To this, he said nothing. He was watching out the window. The snow was burying them. It wouldn’t stay forever. They could dig themselves out and get back to work. They had only a few more days of this. A week at most. They were not trapped. They were not in danger. They had only to wait.
The infant would not stop screaming. She had no milk for it, no liquid with which to feed it. Only a few scraps of food and the snow she could melt in her hands for drinking. She chewed a bit of dried beef and tried to spit it into the baby’s mouth, but it would not accept it. She rode on through the night and put the sun at her back as it began to rise. The horse was flagging. She was flagging. The baby was screaming and screaming and screaming. She did not know this baby. She did not have the body warmth to keep it alive. She did not know the man she had killed. From what she could tell, everyone from the town was dead. Everyone except for Mary and Bird. And they needed her. She had to survive for them and find her way back.
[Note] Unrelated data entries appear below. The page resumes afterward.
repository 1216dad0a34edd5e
mod json;
mod valid;

pub use json::Json;
pub use valid::Valid;
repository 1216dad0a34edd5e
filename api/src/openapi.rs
use utoipa::OpenApi;
use utoipa::openapi::security::{HttpAuthScheme, HttpBuilder, SecurityScheme};

#[derive(OpenApi)]
#[openapi(
    info(
        title = "Dark Lab API",
        version = "0.1.0",
        description = "Email OTP issuance and verification gating the Dark Lab area",
        license(name = "MIT"),
    ),
    paths(
        crate::routers::otp::send_post,
        crate::routers::otp::verify_post,
        crate::routers::lab::status_get,
    ),
    components(
        schemas(
            models::params::otp::SendOtpParams,
            models::params::otp::VerifyOtpParams,
            models::schemas::otp::MessageSchema,
            models::schemas::otp::VerifyOtpSchema,
            models::schemas::lab::LabSessionSchema,
        )
    ),
    modifiers(&SecurityAddon),
    tags(
        (name = "otp", description = "Code issuance and verification endpoints"),
        (name = "lab", description = "Privileged Dark Lab endpoints"),
    )
)]
pub struct ApiDoc;

struct SecurityAddon;

impl utoipa::Modify for SecurityAddon {
    fn modify(&self, openapi: &mut utoipa::openapi::OpenApi) {
        if let Some(components) = openapi.components.as_mut() {
            components.add_security_scheme(
                "bearer_auth",
                SecurityScheme::Http(
                    HttpBuilder::new()
                        .scheme(HttpAuthScheme::Bearer)
                        .bearer_format("JWT")
                        .description(Some("Lab session token authentication"))
                        .build(),
                ),
            );
        }
    }
}
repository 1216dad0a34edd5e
use rand::Rng;
use sha2::{Digest, Sha256};

/// Number of digits in a generated code.
pub const OTP_LENGTH: u32 = 5;

/// Zero-padded numeric code, e.g. "04217".
pub fn generate_code() -> String {
    let n = rand::rng().random_range(0..10u32.pow(OTP_LENGTH));
    format!("{:0width$}", n, width = OTP_LENGTH as usize)
}

/// Lowercase hex SHA-256 over the UTF-8 plaintext, matching the stored form.
pub fn hash_code(code: &str) -> String {
    let mut hasher = Sha256::new();
    hasher.update(code.as_bytes());
    hasher
        .finalize()
        .iter()
        .map(|b| format!("{:02x}", b))
        .collect()
}
use axum::Router;
use axum::http::{HeaderValue, Method, header};
use sea_orm::{ConnectOptions, Database, DatabaseConnection};

use app::config::Config;
use app::state::AppState;
use tower_http::cors::CorsLayer;

use crate::routers::create_router;

pub fn setup_router(config: Config, conn: DatabaseConnection) -> Router {
    let cors = CorsLayer::new()
        .allow_methods([Method::OPTIONS, Method::GET, Method::POST])
        .allow_headers([header::ACCEPT, header::AUTHORIZATION, header::CONTENT_TYPE])
        .allow_origin(
            config
                .allowed_origin
                .parse::<HeaderValue>()
                .expect("Failed to parse allowed origin"),
        );

    create_router(AppState { conn, config }).layer(cors)
}

pub fn setup_config() -> Config {
    dotenvy::dotenv().ok();
    Config::from_env()
}

pub async fn setup_db(db_url: &str) -> DatabaseConnection {
    let mut opt = ConnectOptions::new(db_url);
    opt.max_lifetime(std::time::Duration::from_secs(60))
        .min_connections(10)
        .max_connections(100);

    Database::connect(opt)
        .await
        .expect("Database connection failed")
}
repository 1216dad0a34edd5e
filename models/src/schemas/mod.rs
pub mod lab;
pub mod otp;
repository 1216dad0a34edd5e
use sea_orm::DatabaseConnection;
use std::time::Duration;

use crate::persistence::otps::purge_expired;

const PURGE_INTERVAL: Duration = Duration::from_secs(60 * 10);

/// Spawns the background task that clears out expired OTP rows. Expired rows
/// are also dropped when a verification attempt touches them; this sweep
/// catches the ones nobody ever retried.
pub fn start_purge_task(conn: DatabaseConnection) {
    tokio::spawn(async move {
        let mut interval = tokio::time::interval(PURGE_INTERVAL);
        loop {
            interval.tick().await;
            match purge_expired(&conn).await {
                Ok(0) => {}
                Ok(n) => tracing::debug!("Purged {} expired OTP records", n),
                Err(e) => tracing::error!("Failed to purge expired OTP records: {}", e),
            }
        }
    });
}
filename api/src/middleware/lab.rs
use axum::{
    extract::{Request, State},
    middleware::Next,
    response::Response,
};

use app::error::CustomError;
use app::state::AppState;
use app::utils::jwt::decode_data;
use models::schemas::lab::LabSessionSchema;

use crate::error::ApiError;

/// Guards privileged routes: requires a Bearer session token issued at
/// verification time and validated here, server-side, on every request.
pub async fn require_lab_session(
    State(state): State<AppState>,
    mut req: Request,
    next: Next,
) -> Result<Response, ApiError> {
    let token = req
        .headers()
        .get("Authorization")
        .and_then(|header| header.to_str().ok())
        .and_then(|header| header.strip_prefix("Bearer "))
        .ok_or_else(|| anyhow::Error::new(CustomError::unauthorized("Missing session token")))?;

    let session: LabSessionSchema = decode_data(&state.config, token).map_err(|e| {
        tracing::debug!("Rejected lab session token: {}", e);
        anyhow::Error::new(CustomError::unauthorized("Invalid or expired session token"))
    })?;

    if !session.dark_lab_access {
        return Err(CustomError::forbidden("Dark Lab access not granted").into());
    }

    req.extensions_mut().insert(session);

    Ok(next.run(req).await)
}
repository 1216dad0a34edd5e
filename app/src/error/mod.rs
use axum::http::StatusCode;

#[derive(Debug)]
pub struct CustomError {
    pub code: StatusCode,
    pub message: String,
}

impl std::fmt::Display for CustomError {
    fn fmt(&self, f: &mut std::fmt::Formatter<'_>) -> std::fmt::Result {
        write!(f, "{}", &self.message)
    }
}

impl std::error::Error for CustomError {}

impl CustomError {
    pub fn new(code: StatusCode, message: String) -> Self {
        Self { code, message }
    }

    /// Covers both "no record" and "hash mismatch"; the two are not
    /// distinguished so callers cannot probe which emails have codes
    /// outstanding.
    pub fn invalid_otp() -> Self {
        Self::new(StatusCode::BAD_REQUEST, "Invalid OTP".to_string())
    }

    pub fn expired_otp() -> Self {
        Self::new(StatusCode::BAD_REQUEST, "OTP has expired".to_string())
    }

    pub fn unauthorized(message: &str) -> Self {
        Self::new(StatusCode::UNAUTHORIZED, message.to_string())
    }

    pub fn forbidden(message: &str) -> Self {
        Self::new(StatusCode::FORBIDDEN, message.to_string())
    }
}
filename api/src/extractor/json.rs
use axum::{
    extract::{FromRequest, Json as AxumJson},
    response::{IntoResponse, Response},
};
use validator::Validate;

use crate::error::ApiError;

#[derive(FromRequest)]
#[from_request(via(AxumJson), rejection(ApiError))]
pub struct Json<T>(pub T);

impl<T> IntoResponse for Json<T>
where
    axum::Json<T>: IntoResponse,
{
    fn into_response(self) -> Response {
        axum::Json(self.0).into_response()
    }
}

impl<T: Validate> Validate for Json<T> {
    fn validate(&self) -> Result<(), validator::ValidationErrors> {
        self.0.validate()
    }
}
use darklab::run;

#[tokio::main]
async fn main() {
    use tracing_subscriber::{layer::SubscriberExt, util::SubscriberInitExt};

    tracing_subscriber::registry()
        .with(
            tracing_subscriber::EnvFilter::try_from_default_env()
                .unwrap_or_else(|_| "api=debug,app=debug,darklab=debug,tower_http=debug".into()),
        )
        .with(tracing_subscriber::fmt::layer())
        .init();

    tracing::info!("Starting");
    run().await;
}
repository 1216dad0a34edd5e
mod error;
mod extractor;
mod init;
mod middleware;
mod openapi;

pub mod routers;

pub use init::{setup_config, setup_db, setup_router};
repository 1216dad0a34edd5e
use chrono::Utc;
use jsonwebtoken::{Header, Validation, decode, encode};
use serde::{Deserialize, Serialize, de::DeserializeOwned};
use std::time::Duration;

use crate::config::Config;

// Lab session tokens are deliberately short-lived; the client re-verifies
// with a fresh code once the token lapses.
const SESSION_DURATION: Duration = Duration::from_secs(60 * 15); // 15 minutes

// Generic Claims struct
#[derive(Debug, Serialize, Deserialize)]
pub struct Claims<T> {
    pub exp: i64,
    pub data: T,
}

pub fn encode_data<T: Serialize>(config: &Config, data: T) -> Result<String, anyhow::Error> {
    let exp = (Utc::now() + SESSION_DURATION).timestamp();

    let claims = Claims { exp, data };
    encode(&Header::default(), &claims, &config.encoding_key)
        .map_err(|e| anyhow::anyhow!("Failed to encode session token: {}", e))
}

pub fn decode_data<T: DeserializeOwned>(config: &Config, token: &str) -> Result<T, anyhow::Error> {
    let token_data = decode::<Claims<T>>(token, &config.decoding_key, &Validation::default())
        .map_err(|e| anyhow::anyhow!("Failed to decode session token: {}", e))?;
    Ok(token_data.claims.data)
}
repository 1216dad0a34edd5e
pub mod config;
pub mod core;
pub mod error;
pub mod persistence;
pub mod scheduler;
pub mod state;
pub mod utils;
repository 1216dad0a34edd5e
use models::domains::otps;
use sea_orm_migration::prelude::*;

#[derive(DeriveMigrationName)]
pub struct Migration;

#[async_trait::async_trait]
impl MigrationTrait for Migration {
    async fn up(&self, manager: &SchemaManager) -> Result<(), DbErr> {
        manager
            .create_table(
                Table::create()
                    .table(otps::Entity)
                    .if_not_exists()
                    .col(
                        ColumnDef::new(otps::Column::Id)
                            .string()
                            .not_null()
                            .primary_key(),
                    )
                    .col(ColumnDef::new(otps::Column::Email).string().not_null())
                    .col(ColumnDef::new(otps::Column::CodeHash).string().not_null())
                    .col(
                        ColumnDef::new(otps::Column::Expiry)
                            .timestamp_with_time_zone()
                            .not_null(),
                    )
                    .col(
                        ColumnDef::new(otps::Column::CreatedAt)
                            .timestamp_with_time_zone()
                            .not_null()
                            .default(Expr::current_timestamp()),
                    )
                    .to_owned(),
            )
            .await?;

        // Verification looks rows up by (email, code_hash).
        manager
            .create_index(
                Index::create()
                    .name("idx_otps_email_code_hash")
                    .table(otps::Entity)
                    .col(otps::Column::Email)
                    .col(otps::Column::CodeHash)
                    .to_owned(),
            )
            .await?;

        Ok(())
    }

    async fn down(&self, manager: &SchemaManager) -> Result<(), DbErr> {
        manager
            .drop_table(Table::drop().table(otps::Entity).to_owned())
            .await
    }
}
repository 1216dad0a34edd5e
pub mod domains;
pub mod params;
pub mod schemas;
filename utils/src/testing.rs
use sea_orm::{ConnectOptions, Database, DatabaseConnection, DbErr};
use std::sync::Once;

use crate::db::migrate;

/// Fresh migrated database for a test. A single pooled connection keeps an
/// in-memory SQLite database alive and visible across all queries.
pub async fn setup_test_db(db_url: &str) -> Result<DatabaseConnection, DbErr> {
    let mut opt = ConnectOptions::new(db_url);
    opt.min_connections(1).max_connections(1);

    let conn = Database::connect(opt).await?;
    migrate(&conn).await?;
    Ok(conn)
}

/// Populates the environment `Config::from_env` reads. The SMTP values point
/// at an unreachable local port so a delivery attempt fails fast instead of
/// leaving the process.
pub fn setup_test_env() {
    static INIT: Once = Once::new();
    INIT.call_once(|| {
        let vars = [
            ("DATABASE_URL", "sqlite::memory:"),
            ("HOST", "127.0.0.1"),
            ("PORT", "8080"),
            ("ALLOWED_ORIGIN", "http://localhost:5173"),
            ("ALLOWED_EMAIL", "owner@example.com"),
            ("JWT_SECRET", "test-secret"),
            ("EMAILER", "darklab@example.com"),
            ("SMTP_HOST", "127.0.0.1"),
            ("SMTP_PORT", "1"),
            ("SMTP_USER", "darklab"),
            ("SMTP_PASS", "password"),
        ];
        for (key, value) in vars {
            // set_var is unsafe in edition 2024; this runs before any other
            // thread reads the environment.
            unsafe { std::env::set_var(key, value) };
        }
    });
}
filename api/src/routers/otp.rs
use axum::{Router, extract::State, response::IntoResponse, routing::post};

use app::core::issuer::issue_otp;
use app::core::verifier::verify_otp;
use app::state::AppState;
use app::utils::email::send_otp_email;
use app::utils::jwt::encode_data;
use models::params::otp::{SendOtpParams, VerifyOtpParams};
use models::schemas::lab::LabSessionSchema;
use models::schemas::otp::{MessageSchema, VerifyOtpSchema};

use crate::error::ApiError;
use crate::extractor::{Json, Valid};

#[utoipa::path(
    post,
    path = "/otp/send",
    request_body = SendOtpParams,
    responses(
        (status = 200, description = "Code generated and emailed", body = MessageSchema),
        (status = 400, description = "Missing or empty email"),
        (status = 500, description = "Persistence or delivery failure"),
    ),
    tag = "otp"
)]
#[axum::debug_handler]
pub async fn send_post(
    State(state): State<AppState>,
    Valid(Json(params)): Valid<Json<SendOtpParams>>,
) -> Result<impl IntoResponse, ApiError> {
    // Persistence and delivery failures are logged apart but both reach the
    // client as the same opaque error.
    let (record, code) = issue_otp(&state.conn, params.email.clone())
        .await
        .map_err(|e| {
            tracing::error!("Failed to persist OTP record: {}", e);
            ApiError(anyhow::anyhow!("Failed to issue OTP"))
        })?;

    send_otp_email(&state.config, &params.email, &code)
        .await
        .map_err(|e| {
            tracing::error!("Failed to deliver OTP email for record {}: {}", record.id, e);
            ApiError(anyhow::anyhow!("Failed to deliver OTP"))
        })?;

    Ok(Json(MessageSchema::new("OTP sent")))
}

#[utoipa::path(
    post,
    path = "/otp/verify",
    request_body = VerifyOtpParams,
    responses(
        (status = 200, description = "Code accepted and consumed", body = VerifyOtpSchema),
        (status = 400, description = "Missing fields, invalid or expired code"),
    ),
    tag = "otp"
)]
#[axum::debug_handler]
pub async fn verify_post(
    State(state): State<AppState>,
    Valid(Json(params)): Valid<Json<VerifyOtpParams>>,
) -> Result<impl IntoResponse, ApiError> {
    let dark_lab_access = verify_otp(
        &state.conn,
        &state.config.allowed_email,
        &params.email,
        &params.otp,
    )
    .await
    .map_err(ApiError)?;

    // Only a privileged verification earns a session token; everyone else
    // just gets confirmation that their code was good.
    let session_token = if dark_lab_access {
        Some(encode_data(
            &state.config,
            LabSessionSchema {
                email: params.email.clone(),
                dark_lab_access,
            },
        )?)
    } else {
        None
    };

    Ok(Json(VerifyOtpSchema {
        success: true,
        message: "OTP verified".to_string(),
        dark_lab_access,
        session_token,
    }))
}

pub fn create_otp_router() -> Router<AppState> {
    Router::new()
        .route("/send", post(send_post))
        .route("/verify", post(verify_post))
}
pub mod db;
pub mod testing;

pub use db::migrate;
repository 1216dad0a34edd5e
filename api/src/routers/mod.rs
use axum::Router;
use utoipa::OpenApi;
use utoipa_swagger_ui::SwaggerUi;

pub mod lab;
pub mod otp;
pub mod root;

use app::state::AppState;
use lab::create_lab_router;
use otp::create_otp_router;
use root::create_root_router;

use crate::openapi::ApiDoc;

pub fn create_router(state: AppState) -> Router {
    Router::new()
        .merge(create_root_router())
        .nest("/otp", create_otp_router())
        .nest("/lab", create_lab_router(state.clone()))
        .merge(SwaggerUi::new("/swagger-ui").url("/api-docs/openapi.json", ApiDoc::openapi()))
        .with_state(state)
}
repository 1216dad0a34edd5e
pub use sea_orm_migration::prelude::*;
pub use sea_orm_migration::sea_orm;

mod m20220101_000001_create_otps_table;

pub struct Migrator;

#[async_trait::async_trait]
impl MigratorTrait for Migrator {
    fn migrations() -> Vec<Box<dyn MigrationTrait>> {
        vec![Box::new(m20220101_000001_create_otps_table::Migration)]
    }
}
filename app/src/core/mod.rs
pub mod issuer;
pub mod verifier;
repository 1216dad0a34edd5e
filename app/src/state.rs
use sea_orm::DatabaseConnection;

use crate::config::Config;

#[derive(Clone)]
pub struct AppState {
    pub conn: DatabaseConnection,
    pub config: Config,
}
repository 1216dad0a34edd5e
pub mod otps;
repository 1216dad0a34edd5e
use chrono::{Duration, Utc};
use sea_orm::{DbConn, DbErr};

use models::domains::otps;

use crate::persistence::otps::create_otp;
use crate::utils::code::{generate_code, hash_code};

/// How long an issued code stays valid.
pub const OTP_TTL_MINUTES: i64 = 10;

/// Generates and persists a fresh code for `email`, returning the stored row
/// together with the plaintext for delivery. Only the hash is persisted.
///
/// Prior unconsumed codes for the same email stay valid until they expire;
/// each one matches only its own row through the `(email, code_hash)` lookup,
/// so outstanding codes never shadow each other.
pub async fn issue_otp(db: &DbConn, email: String) -> Result<(otps::Model, String), DbErr> {
    let code = generate_code();
    let expiry = (Utc::now() + Duration::minutes(OTP_TTL_MINUTES)).into();
    let record = create_otp(db, email, hash_code(&code), expiry).await?;
    Ok((record, code))
}
//! Conversation-related types.

use scout_model::ModelMessage;

use crate::tool::{ToolObservation, ToolRequest};

/// One entry in the conversation record.
#[derive(Clone, Debug, PartialEq)]
pub enum Turn {
    /// Text from the user, or a note the agent sent on the user's behalf.
    User(String),
    /// Text from the assistant.
    AssistantText(String),
    /// A tool call requested by the assistant.
    ToolRequest(ToolRequest),
    /// The outcome of a tool call.
    ToolObservation(ToolObservation),
}

/// An item in the conversation.
#[derive(Clone, Debug)]
pub struct Item {
    turn: Turn,
    pub(crate) msg: ModelMessage,
}

impl Item {
    /// Returns the turn this item records.
    #[inline]
    pub fn turn(&self) -> &Turn {
        &self.turn
    }
}

/// Represents a conversation.
///
/// Each item pairs the turn with the message sent to the model for it, so
/// the exact wording the model saw is kept alongside the structured turn.
#[derive(Clone, Default, Debug)]
pub struct Conversation {
    items: Vec<Item>,
}

impl Conversation {
    /// Returns the items in order.
    #[inline]
    pub fn items(&self) -> &[Item] {
        &self.items
    }

    /// Returns the turns in order.
    #[inline]
    pub fn turns(&self) -> impl Iterator<Item = &Turn> {
        self.items.iter().map(Item::turn)
    }

    /// Returns the number of items.
    #[inline]
    pub fn len(&self) -> usize {
        self.items.len()
    }

    /// Returns `true` if nothing has been said yet.
    #[inline]
    pub fn is_empty(&self) -> bool {
        self.items.is_empty()
    }

    /// Returns the observations recorded so far.
    pub fn observations(&self) -> impl Iterator<Item = &ToolObservation> {
        self.turns().filter_map(|turn| match turn {
            Turn::ToolObservation(observation) => Some(observation),
            _ => None,
        })
    }

    pub(crate) fn push(&mut self, turn: Turn, msg: ModelMessage) {
        self.items.push(Item { turn, msg });
    }

    pub(crate) fn push_item(&mut self, item: Item) {
        self.items.push(item);
    }

    pub(crate) fn has_user_turn(&self) -> bool {
        self.turns().any(|turn| matches!(turn, Turn::User(_)))
    }

    pub(crate) fn messages(&self) -> impl Iterator<Item = &ModelMessage> {
        self.items.iter().map(|item| &item.msg)
    }
}
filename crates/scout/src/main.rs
//! The `scout` command: ask questions, get answers backed by web search.

#[macro_use]
extern crate tracing;

use std::process::ExitCode;

use scout::shell::Shell;
use scout::{Config, SessionBuilder};
use tokio::io::{self, BufReader};

#[tokio::main(flavor = "current_thread")]
async fn main() -> ExitCode {
    tracing_subscriber::fmt()
        .with_env_filter(tracing_subscriber::EnvFilter::from_default_env())
        .with_writer(std::io::stderr)
        .init();

    if let Err(err) = dotenvy::dotenv() {
        if !err.not_found() {
            warn!("could not load .env file: {err}");
        }
    }

    let config = match Config::from_env() {
        Ok(config) => config,
        Err(err) => {
            eprintln!("{err}");
            return ExitCode::FAILURE;
        }
    };
    debug!("starting with {config:?}");

    let shell = Shell::new(BufReader::new(io::stdin()), std::io::stdout())
        .with_verbose(config.verbose);
    match shell.run(SessionBuilder::from_config(&config)).await {
        Ok(()) => ExitCode::SUCCESS,
        Err(err) => {
            error!("terminal error: {err}");
            ExitCode::FAILURE
        }
    }
}
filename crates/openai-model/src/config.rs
use std::fmt::{self, Debug, Formatter};

const DEFAULT_BASE_URL: &str = "https://api.groq.com/openai/v1";
const DEFAULT_MODEL: &str = "llama3-8b-8192";

/// Builder for [`OpenAIConfig`].
///
/// Defaults target Groq's OpenAI-compatible endpoint; any other
/// chat-completions service works by setting the base URL and model.
#[derive(Clone, PartialEq)]
pub struct OpenAIConfigBuilder {
    api_key: String,
    model: Option<String>,
    base_url: Option<String>,
    temperature: Option<f32>,
    max_tokens: Option<u32>,
    stream: bool,
}

impl OpenAIConfigBuilder {
    /// Creates a builder with the given API key.
    #[inline]
    pub fn with_api_key<S: Into<String>>(api_key: S) -> Self {
        Self {
            api_key: api_key.into(),
            model: None,
            base_url: None,
            temperature: None,
            max_tokens: None,
            stream: true,
        }
    }

    /// Sets the model to use.
    #[inline]
    pub fn with_model<S: Into<String>>(mut self, model: S) -> Self {
        self.model = Some(model.into());
        self
    }

    /// Sets a custom base URL.
    #[inline]
    pub fn with_base_url<S: Into<String>>(mut self, base_url: S) -> Self {
        self.base_url = Some(base_url.into());
        self
    }

    /// Sets the sampling temperature.
    #[inline]
    pub fn with_temperature(mut self, temperature: f32) -> Self {
        self.temperature = Some(temperature);
        self
    }

    /// Caps the number of tokens generated per response.
    #[inline]
    pub fn with_max_tokens(mut self, max_tokens: u32) -> Self {
        self.max_tokens = Some(max_tokens);
        self
    }

    /// Chooses between streamed (the default) and buffered responses.
    #[inline]
    pub fn with_streaming(mut self, stream: bool) -> Self {
        self.stream = stream;
        self
    }

    /// Builds the configuration.
    #[inline]
    pub fn build(self) -> OpenAIConfig {
        let base_url = self
            .base_url
            .unwrap_or_else(|| DEFAULT_BASE_URL.to_owned());
        OpenAIConfig {
            api_key: self.api_key,
            model: self.model.unwrap_or_else(|| DEFAULT_MODEL.to_owned()),
            base_url: base_url.trim_end_matches('/').to_owned(),
            temperature: self.temperature,
            max_tokens: self.max_tokens,
            stream: self.stream,
        }
    }
}

impl Debug for OpenAIConfigBuilder {
    fn fmt(&self, f: &mut Formatter<'_>) -> fmt::Result {
        f.debug_struct("OpenAIConfigBuilder")
            .field("api_key", &"<redacted>")
            .field("model", &self.model)
            .field("base_url", &self.base_url)
            .field("temperature", &self.temperature)
            .field("max_tokens", &self.max_tokens)
            .field("stream", &self.stream)
            .finish()
    }
}

/// Configuration for the OpenAI-compatible provider.
#[derive(Clone, PartialEq)]
pub struct OpenAIConfig {
    pub(crate) api_key: String,
    pub(crate) model: String,
    pub(crate) base_url: String,
    pub(crate) temperature: Option<f32>,
    pub(crate) max_tokens: Option<u32>,
    pub(crate) stream: bool,
}

impl OpenAIConfig {
    /// Returns the model name.
    #[inline]
    pub fn model(&self) -> &str {
        &self.model
    }

    /// Returns `true` if responses are streamed.
    #[inline]
    pub fn is_streaming(&self) -> bool {
        self.stream
    }

    pub(crate) fn endpoint(&self) -> String {
        format!("{}/chat/completions", self.base_url)
    }
}

impl Debug for OpenAIConfig {
    fn fmt(&self, f: &mut Formatter<'_>) -> fmt::Result {
        f.debug_struct("OpenAIConfig")
            .field("api_key", &"<redacted>")
            .field("model", &self.model)
            .field("base_url", &self.base_url)
            .field("temperature", &self.temperature)
            .field("max_tokens", &self.max_tokens)
            .field("stream", &self.stream)
            .finish()
    }
}

#[cfg(test)]
mod tests {
    use super::*;

    #[test]
    fn test_defaults() {
        let config = OpenAIConfigBuilder::with_api_key("key").build();
        assert_eq!(config.model(), DEFAULT_MODEL);
        assert_eq!(
            config.endpoint(),
            "https://api.groq.com/openai/v1/chat/completions"
        );
        assert!(config.is_streaming());
        assert_eq!(config.temperature, None);
    }

    #[test]
    fn test_overrides() {
        let config = OpenAIConfigBuilder::with_api_key("key")
            .with_base_url("http://localhost:8080/v1/")
            .with_model("local")
            .with_temperature(0.2)
            .with_max_tokens(256)
            .with_streaming(false)
            .build();
        assert_eq!(
            config.endpoint(),
            "http://localhost:8080/v1/chat/completions"
        );
        assert_eq!(config.model(), "local");
        assert_eq!(config.max_tokens, Some(256));
        assert!(!config.is_streaming());
    }

    #[test]
    fn test_debug_hides_key() {
        let config = OpenAIConfigBuilder::with_api_key("sk-secret").build();
        assert!(!format!("{config:?}").contains("sk-secret"));
        let builder = OpenAIConfigBuilder::with_api_key("sk-secret");
        assert!(!format!("{builder:?}").contains("sk-secret"));
    }
}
She rode until the horse began to falter. She pushed it a bit farther and it finally bent its front knees and brought her down into the snow. The baby fell from her. It disappeared into several feet of snow without a sound, like a twig into a canyon. But then it began to scream again. The horse’s hocks gave then and she was suddenly in the snow and thanking the heavens that the horse had not crushed her. The child would not stop screaming. She had made a poor decision, coming out here. She had put herself at risk and the child was no better off. She had pursued the man unthinkingly and brought herself to this low point. There was no way of anticipating the snowfall. Now the snow would fall and it would keep falling and falling, as the baby kept screaming and screaming.
It was difficult to move. She wasn’t pinned, but was bound up by her clothing and finding it hard to lift or turn. She dropped to her side, into the snow and shook her sleeves back from her wrists, opening up the space around her elbows. Snow poured in, wedged itself between her coat and dress, and began to melt. She lifted herself onto an elbow and rose. She separated herself from the horse. It turned onto its side, obviously disliking the snow but without the strength to rise and shake it from its hair. She shook what she could from her arms and torso and lifted the baby from its pocket of snow. She removed a crude knife from the few belongings she’d taken from the man she’d killed. She plunged the knife into the belly of the horse and brought it down. The horse screamed and thrashed and landed a blow to her side, likely cracking a rib. She rose and opened the animal, releasing a pocket of steam. Blood and slick innards she could not identify spilled onto the snow for a moment but then seemed to reach an equilibrium and come to rest. The horse protested then, but only for a moment before going still. She wrapped herself around the infant and squeezed whatever parts of herself she could into the horse’s husk. Everything from her waist up was still exposed. Her legs were slick and sliding out. Nothing would stay put. She warmed slightly, but not for long. Her pants were wet now. There was nothing to set her heels upon. Nothing that would hold her. Only the snow and the meat and the hard bits she slid from. The baby was still screaming. She couldn’t think, so she didn’t try to.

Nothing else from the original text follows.